From Olympic athletes and famous pop stars to members of your local community, cupping is used to treat a wide variety of conditions, including pain, anxiety, digestive issues, and headaches.

So how is cupping performed, and most importantly, does it work? Let’s dive a little deeper.

How is Cupping Performed?

You may be familiar with the telltale circular red markings left behind after a cupping session. These marks are left by a series of cups that are suctioned to the skin. There are two methods of cupping – wet cupping and dry cupping. In both cases, a small cup is heated before being placed on the skin. The heat inside the cup displaces the oxygen, and as the cup cools, a vacuum is formed.

Wet cupping involves making a small incision in the cupping area, typically before but sometimes after, in order to draw out toxins.

Cupping vessels are most often made from glass, but it’s not uncommon to see bamboo, metal, or ceramic used. Some modern practitioners may also use silicone cups where the air is suctioned out rather than heated.

A typical session will involve 3-7 cups left in place for several minutes. Cupping can be static, or sometimes cups are moved along the skin.

How Does Cupping Work?

It’s thought that cupping will help trigger the body’s natural healing mechanisms, promoting faster recovery and potentially reducing the symptoms of chronic conditions such as pain.

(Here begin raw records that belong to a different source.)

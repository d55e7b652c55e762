//! IO modules - side effects (network, filesystem)

pub mod download;
pub mod index;

use std::path::PathBuf;

use thiserror::Error;

use crate::package::Diagnostic;
use crate::types::FileHash;

/// Errors raised while looking up metadata or downloading artifacts.
#[derive(Error, Debug)]
pub enum FetchError {
    /// The package index request failed.
    #[error("Can not download metadata for package {package}: {source}")]
    Metadata {
        /// Package being looked up.
        package: String,
        /// Underlying error.
        source: reqwest::Error,
    },

    /// The package index answered with something unreadable.
    #[error("Invalid metadata for package {package}: {reason}")]
    InvalidMetadata {
        /// Package being looked up.
        package: String,
        /// What was wrong.
        reason: String,
    },

    /// The artifact request failed.
    #[error("Can not download package {url}: {source}")]
    Download {
        /// Artifact URL.
        url: String,
        /// Underlying error.
        source: reqwest::Error,
    },

    /// Writing the artifact failed.
    #[error("Failed to write {path}: {source}")]
    Io {
        /// File being written.
        path: PathBuf,
        /// Underlying error.
        source: std::io::Error,
    },

    /// The index or the downloaded bytes disagree with the declared hash.
    #[error("Unmatched package \"{filename}\" hash {expected} != {actual}.")]
    HashMismatch {
        /// Affected file.
        filename: String,
        /// Hash declared in the lockfile.
        expected: FileHash,
        /// `algorithm:digest` actually seen.
        actual: String,
    },

    /// An artifact filename that is not a single path component.
    #[error("Refusing to store \"{filename}\" outside the target directory.")]
    InvalidFilename {
        /// Offending filename.
        filename: String,
    },

    /// No candidate of the package could be located on the index.
    #[error(
        "The source lock file does not contain a correct reference for package {package} with required python version and CPU architecture."
    )]
    MissingUrl {
        /// Package name.
        package: String,
    },

    /// A package names a repository the registry does not know.
    #[error("Could not find repository '{repository}' for package {package}.")]
    UnknownRepository {
        /// Package name.
        package: String,
        /// Repository name.
        repository: String,
    },
}

impl FetchError {
    /// The diagnostic recorded when the run continues past this error.
    pub fn to_diagnostic(&self) -> Diagnostic {
        match self {
            Self::HashMismatch {
                filename,
                expected,
                actual,
            } => Diagnostic::HashMismatch {
                filename: filename.clone(),
                expected: expected.clone(),
                actual: actual.clone(),
            },
            other => Diagnostic::Fetch(other.to_string()),
        }
    }
}

/// HTTP client shared by index lookups and downloads.
///
/// # Errors
///
/// Returns an error if the TLS backend cannot be initialized.
pub fn http_client() -> reqwest::Result<reqwest::Client> {
    reqwest::Client::builder().user_agent(crate::USER_AGENT).build()
}
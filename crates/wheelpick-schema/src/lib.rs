//! Shared types for wheelpick: distribution filename grammar, declared file
//! hashes, and the immutable description of the requesting Python runtime and
//! platform.
//!
//! Nothing in this crate performs I/O.

pub mod arch;
pub mod hash;
pub mod platform;
pub mod tags;
pub mod types;

// Re-exports
pub use arch::*;
pub use hash::*;
pub use platform::*;
pub use tags::*;
pub use types::*;
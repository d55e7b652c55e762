//! Machine architecture of the requesting environment.

/// Machine architecture of the requesting environment, as reported by
/// Python's `platform.machine()` (e.g. `x86_64`, `aarch64`, `i686`, `ppc64le`).
///
/// The value is kept verbatim; comparisons against the architecture suffix of
/// a platform tag are ASCII case-insensitive.
///
/// # Example
///
/// ```
/// use wheelpick_schema::Machine;
///
/// let machine = Machine::new("x86_64");
/// assert!(machine.matches("X86_64"));
/// assert!(!machine.matches("aarch64"));
/// ```
#[derive(Debug, Clone, PartialEq, Eq, Hash, serde::Serialize, serde::Deserialize)]
#[serde(transparent)]
pub struct Machine(String);

impl Machine {
    /// Create a machine from an architecture string.
    pub fn new(s: impl Into<String>) -> Self {
        Self(s.into())
    }

    /// Architecture of the running binary, spelled the way Python reports it
    /// on the same host.
    pub fn current() -> Self {
        let name = match std::env::consts::ARCH {
            "aarch64" if cfg!(target_os = "macos") => "arm64",
            "x86_64" if cfg!(windows) => "AMD64",
            "aarch64" if cfg!(windows) => "ARM64",
            "x86" if cfg!(windows) => "x86",
            "x86" => "i686",
            "arm" => "armv7l",
            "powerpc64" if cfg!(target_endian = "little") => "ppc64le",
            "powerpc64" => "ppc64",
            other => other,
        };
        Self(name.to_string())
    }

    /// Whether an architecture suffix taken from a platform tag names this machine.
    pub fn matches(&self, tag_arch: &str) -> bool {
        self.0.eq_ignore_ascii_case(tag_arch)
    }

    /// Return the architecture as a string slice.
    pub fn as_str(&self) -> &str {
        &self.0
    }
}

impl std::fmt::Display for Machine {
    fn fmt(&self, f: &mut std::fmt::Formatter<'_>) -> std::fmt::Result {
        write!(f, "{}", self.0)
    }
}

impl std::str::FromStr for Machine {
    type Err = String;

    fn from_str(s: &str) -> Result<Self, Self::Err> {
        if s.is_empty() || s.contains(['-', '.', ' ']) {
            return Err(format!("Unknown architecture: {s}"));
        }
        Ok(Self(s.to_string()))
    }
}

impl AsRef<str> for Machine {
    fn as_ref(&self) -> &str {
        &self.0
    }
}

When the heated (or suctioned) cups are placed on the skin, a vacuum is created within the cup. This suction forces the expansion and breaking of tiny blood vessels beneath the skin, drawing fluid into the targeted area and increasing blood flow.

Some practitioners believe this process also helps to draw harmful toxins from the body.

Is Cupping Effective?

Despite having been practiced since as early as 1,500 A.D, there has been little high-quality research into the effectiveness of cupping. However, what research is available suggests that cupping could offer patients positive results, particularly for those suffering from painheadaches, and migraines.

On the other hand, patient feedback has been strongly supportive of the pain reduction effects of cupping. More than a third of patients who participated in cupping reported an immediate and significant improvement in pain intensity in one study.

Is Cupping Safe?

Cupping is typically a very low-risk therapy, as long as it is practiced by a qualified professional. Some patients may experience mild discomfort during the session, but for others, the experience is similar to a deep tissue massage.

Possible side effects from cupping include:

  • Mild burns from the heated cups
  • Skin irritation
  • Skin infection
  • Bruising
  • Dizziness or nausea

There are also underlying health conditions that may preclude you from being able to undergo cupping therapy, including:

  • Bleeding or blood clotting disorders
  • History of stroke
  • Epilepsy
  • Certain skin conditions

When in doubt, it is always best to discuss your medical history with your practitioner before your cupping session.

For patients suffering from pain who are looking for alternative treatments, cupping is worth a try. It is low-risk, non-invasive, and affordable. Cupping therapy, combined with other alternative treatments, such as acupuncture, has produced excellent results for patients suffering from a wide variety of conditions, including chronic pain.